Exames posteriores revelaram que Tico e Teco*, como foram batizados, eram irmãos gêmeos, algo muito raro entre essa espécie de peixe-boi marinho, a Trichechus manatus, ameaçada de extinção.
Durante os próximos sete anos seguintes, Tico recebeu cuidados humanos. Ao longo desse período passou por um processo de reabilitação e finalmente, em 2021, foi transferido para um recinto localizado no mar, em Icapuí, justamente para ser preparado para a soltura na vida selvagem.
Tico quando foi encontrado, recém-nascido, em 2014
No começo de julho, finalmente, chegou o momento da tão esperada reintrodução na natureza. Foi instalada um transmissor GPS na cauda do animal para que ele pudesse ser rastreado e assim, a equipe da Aquasis acompanhasse sua adaptação.
Todavia, alguns dias após a soltura, Tico se deslocou para uma área de águas mais profundas, ainda no Ceará, o que fez a organização decidir trazê-lo de volta. “Peixes-bois são animais costeiros, que se alimentam de plantas encontradas em águas rasas, e sua sobrevivência estaria ameaçada”, diz a Aquasis.
Mas a cada dia Tico nadava mais e mais, tornando seu resgate inviável. No final de julho os sinais de GPS mostravam que ele já estava em águas internacionais, na altura da Guiana Francesa. Havia um temor cada vez maior que ele morresse devido às condições inóspitas no oceano para a espécie.
Por volta de 22 de agosto descobriu-se que Tico tinha passado pelo Suriname e pela Guiana e chegado próximo à costa de Tobago. Para surpresa de todos, ele ainda estava vivo. Foram feitos contatos com pesquisadores locais para que fosse planejado um resgate urgente: “foram muitos dias sem se alimentar, sem beber água doce e num intenso desgaste muscular”, ressaltou a ONG.

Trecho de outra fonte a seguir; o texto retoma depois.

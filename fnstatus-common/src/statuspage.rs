//! Statuspage v2 API payloads (summary, status, components, incidents)

use serde::{Deserialize, Serialize};

use crate::de::{lenient, lenient_vec};

/// `/api/v2/summary.json`
#[derive(Debug, Clone, Default, Serialize, Deserialize)]
pub struct SummaryResponse {
    #[serde(default, deserialize_with = "lenient")]
    pub page: PageInfo,
    #[serde(default, deserialize_with = "lenient")]
    pub status: StatusIndicator,
    #[serde(default, deserialize_with = "lenient_vec")]
    pub components: Vec<StatusComponent>,
}

impl SummaryResponse {
    /// Overall indicator: `page.indicator`, then `status.indicator`, then `"none"`.
    pub fn indicator(&self) -> &str {
        self.page
            .indicator
            .as_deref()
            .or(self.status.indicator.as_deref())
            .unwrap_or("none")
    }
}

/// `/api/v2/status.json`
#[derive(Debug, Clone, Default, Serialize, Deserialize)]
pub struct CurrentStatusResponse {
    #[serde(default, deserialize_with = "lenient")]
    pub page: PageInfo,
    #[serde(default, deserialize_with = "lenient")]
    pub status: StatusIndicator,
}

/// `/api/v2/components.json`
#[derive(Debug, Clone, Default, Serialize, Deserialize)]
pub struct ComponentsResponse {
    #[serde(default, deserialize_with = "lenient_vec")]
    pub components: Vec<StatusComponent>,
}

/// `/api/v2/incidents.json`
#[derive(Debug, Clone, Default, Serialize, Deserialize)]
pub struct IncidentsResponse {
    #[serde(default, deserialize_with = "lenient_vec")]
    pub incidents: Vec<Incident>,
}

#[derive(Debug, Clone, Default, Serialize, Deserialize)]
pub struct PageInfo {
    #[serde(default, deserialize_with = "lenient")]
    pub name: Option<String>,
    #[serde(default, deserialize_with = "lenient")]
    pub url: Option<String>,
    #[serde(default, deserialize_with = "lenient")]
    pub updated_at: Option<String>,
    /// Not part of the documented page object, but honored when present.
    #[serde(default, deserialize_with = "lenient")]
    pub indicator: Option<String>,
}

#[derive(Debug, Clone, Default, Serialize, Deserialize)]
pub struct StatusIndicator {
    /// `none`, `minor`, `major` or `critical`
    #[serde(default, deserialize_with = "lenient")]
    pub indicator: Option<String>,
    #[serde(default, deserialize_with = "lenient")]
    pub description: Option<String>,
}

/// A named subsystem tracked by the status page.
///
/// `status` is kept raw so unrecognised values survive for display and
/// change detection.
#[derive(Debug, Clone, Default, PartialEq, Serialize, Deserialize)]
pub struct StatusComponent {
    #[serde(default, deserialize_with = "lenient")]
    pub name: String,
    #[serde(default, deserialize_with = "lenient")]
    pub status: String,
}

impl StatusComponent {
    pub fn new(name: impl Into<String>, status: impl Into<String>) -> Self {
        Self {
            name: name.into(),
            status: status.into(),
        }
    }

    /// Raw status, or `"unknown"` when upstream sent nothing.
    pub fn status_or_unknown(&self) -> &str {
        if self.status.trim().is_empty() {
            "unknown"
        } else {
            &self.status
        }
    }
}

#[derive(Debug, Clone, Default, Serialize, Deserialize)]
pub struct Incident {
    #[serde(default, deserialize_with = "lenient")]
    pub name: String,
    /// `investigating`, `identified`, `monitoring`, `resolved`, `postmortem`
    #[serde(default, deserialize_with = "lenient")]
    pub status: String,
    #[serde(default, deserialize_with = "lenient")]
    pub impact: String,
    #[serde(default, deserialize_with = "lenient")]
    pub created_at: Option<String>,
    #[serde(default, deserialize_with = "lenient")]
    pub resolved_at: Option<String>,
    /// Newest first, as served upstream.
    #[serde(default, rename = "incident_updates", deserialize_with = "lenient_vec")]
    pub updates: Vec<IncidentUpdate>,
}

impl Incident {
    pub fn impact(&self) -> Impact {
        Impact::from_raw(&self.impact)
    }
}

#[derive(Debug, Clone, Default, Serialize, Deserialize)]
pub struct IncidentUpdate {
    #[serde(default, deserialize_with = "lenient")]
    pub body: String,
    #[serde(default, deserialize_with = "lenient")]
    pub status: Option<String>,
    #[serde(default, deserialize_with = "lenient")]
    pub created_at: Option<String>,
    #[serde(default, deserialize_with = "lenient")]
    pub display_at: Option<String>,
}

impl IncidentUpdate {
    /// When the update was posted: `display_at`, else `created_at`.
    pub fn posted_at(&self) -> Option<&str> {
        self.display_at.as_deref().or(self.created_at.as_deref())
    }
}

/// Incident impact as reported upstream
#[derive(Debug, Clone, Copy, PartialEq, Eq, Hash, Serialize, Deserialize)]
pub enum Impact {
    Critical,
    Major,
    Minor,
    None,
    Unknown,
}

impl Impact {
    /// Parse from the raw API string; anything unrecognised is `Unknown`.
    pub fn from_raw(s: &str) -> Self {
        match s.trim().to_lowercase().as_str() {
            "critical" => Impact::Critical,
            "major" => Impact::Major,
            "minor" => Impact::Minor,
            "none" => Impact::None,
            _ => Impact::Unknown,
        }
    }

    /// Upper-case label used in reports
    pub fn label(&self) -> &'static str {
        match self {
            Impact::Critical => "CRITICAL",
            Impact::Major => "MAJOR",
            Impact::Minor => "MINOR",
            Impact::None => "NONE",
            Impact::Unknown => "UNKNOWN",
        }
    }
}

impl std::fmt::Display for Impact {
    fn fmt(&self, f: &mut std::fmt::Formatter<'_>) -> std::fmt::Result {
        write!(f, "{}", self.label())
    }
}

#[cfg(test)]
mod tests {
    use super::*;

    #[test]
    fn test_summary_decodes_with_nulls() {
        let json = r#"{
            "page": {"id": "x", "name": "Epic Games", "url": null},
            "status": {"indicator": "minor", "description": "Minor Service Outage"},
            "components": [
                {"name": "Fortnite", "status": "operational"},
                {"name": null, "status": null}
            ]
        }"#;
        let summary: SummaryResponse = serde_json::from_str(json).unwrap();
        assert_eq!(summary.components.len(), 2);
        assert_eq!(summary.components[1].name, "");
        assert_eq!(summary.components[1].status_or_unknown(), "unknown");
        assert_eq!(summary.indicator(), "minor");
    }

    #[test]
    fn test_indicator_prefers_page_then_defaults_to_none() {
        let json = r#"{"page":{"indicator":"none"},"status":{"indicator":"major"}}"#;
        let summary: SummaryResponse = serde_json::from_str(json).unwrap();
        assert_eq!(summary.indicator(), "none");

        let summary: SummaryResponse = serde_json::from_str("{}").unwrap();
        assert_eq!(summary.indicator(), "none");
        assert!(summary.components.is_empty());
    }

    #[test]
    fn test_incident_missing_fields_degrade() {
        let json = r#"{"incidents":[
            {"name":"Login issues","status":"investigating","resolved_at":null,
             "incident_updates":[{"body":"Looking into it","created_at":"2024-03-01T10:00:00Z"}]},
            {"impact":null,"incident_updates":null}
        ]}"#;
        let resp: IncidentsResponse = serde_json::from_str(json).unwrap();
        assert_eq!(resp.incidents.len(), 2);
        assert_eq!(resp.incidents[0].impact(), Impact::Unknown);
        assert_eq!(resp.incidents[0].updates[0].body, "Looking into it");
        assert!(resp.incidents[1].updates.is_empty());
        assert_eq!(resp.incidents[1].name, "");
    }

    #[test]
    fn test_impact_from_raw() {
        assert_eq!(Impact::from_raw("Critical"), Impact::Critical);
        assert_eq!(Impact::from_raw("major"), Impact::Major);
        assert_eq!(Impact::from_raw("minor"), Impact::Minor);
        assert_eq!(Impact::from_raw("none"), Impact::None);
        assert_eq!(Impact::from_raw("catastrophic"), Impact::Unknown);
        assert_eq!(Impact::from_raw(""), Impact::Unknown);
        assert_eq!(Impact::Major.label(), "MAJOR");
    }

    #[test]
    fn test_mistyped_field_does_not_drop_neighbours() {
        let json = r#"{"incidents":[
            {"name":"Login issues","status":"investigating","impact":"minor"},
            {"name":"Odd payload","impact":{"level":2},"created_at":5,
             "incident_updates":[{"body":["x"]},{"body":"Still here"}]},
            "not an incident"
        ]}"#;
        let resp: IncidentsResponse = serde_json::from_str(json).unwrap();
        assert_eq!(resp.incidents.len(), 2);
        assert_eq!(resp.incidents[0].impact(), Impact::Minor);

        let odd = &resp.incidents[1];
        assert_eq!(odd.name, "Odd payload");
        assert_eq!(odd.impact(), Impact::Unknown);
        assert_eq!(odd.created_at, None);
        assert_eq!(odd.updates.len(), 2);
        assert_eq!(odd.updates[0].body, "");
        assert_eq!(odd.updates[1].body, "Still here");
    }

    #[test]
    fn test_wrong_shape_is_an_error() {
        let result: Result<ComponentsResponse, _> =
            serde_json::from_str(r#"{"components":"not a list"}"#);
        assert!(result.is_err());
    }
}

No dia 29 de agosto, Camila Carvalho, técnica de monitoramento de peixes-bois da Aquasis, chegou em Tobago para juntar-se ao time de colaboradores locais em busca de Tico. Houve uma primeira tentativa de encontrá-lo, mas sem sucesso.
Entretanto, com a colaboração de uma rede imensa de parceiros, entre eles, a Rede Caribenha de Encalhes, finalmente, o peixe-boi que saiu do Ceará e percorreu mais de 4 mil km foi localizado na Venezuela.
Em suas redes sociais a Aquasi chamou a viagem de “épica”.
“Tico foi levado para um aquário para animais marinhos na Ilha Margarita, na Venezuela, onde está sendo cuidado após essa longa jornada. Agora, a Aquasis está mediando com as autoridades venezuelanas para trazer Tico de volta ao Brasil. Apesar de toda apreensão que foi causada nesse deslocamento de Tico, isso também permitiu que a Aquasis conhecesse outras instituições que trabalham com conservação no Caribe, estreitando laços de cooperação técnica e de amizade. Agradecemos a todas instituições que colaboraram no monitoramento e resgate”.
Tico: são e salvo, ao lado da equipe que o resgatou na Venezuela
Os biólogos da ONG explicam que Tico precisa voltar ao Brasil porque as populações mais próximas de onde ele está possuem características genéticas diferentes e possivelmente pertencem a outra espécie, diferente da encontrada por aqui. “Dessa forma, uma reprodução entre estes animais de populações ou até mesmo espécies diferentes poderia acarretar em efeitos deletérios a médio prazo para os peixes-bois locais”.
Os especialistas dizem ainda que o que eles chamam de deslocamento errático e atípico de Tico, provavelmente o mais longo já realizado por um peixe-boi, mostra que ele necessita passar por um novo processo de adaptação antes de retornar para a natureza.
*Teco, o irmão gêmeo de Tico, faleceu ao longo da reabilitação, não chegando nem ao processo de aclimatação.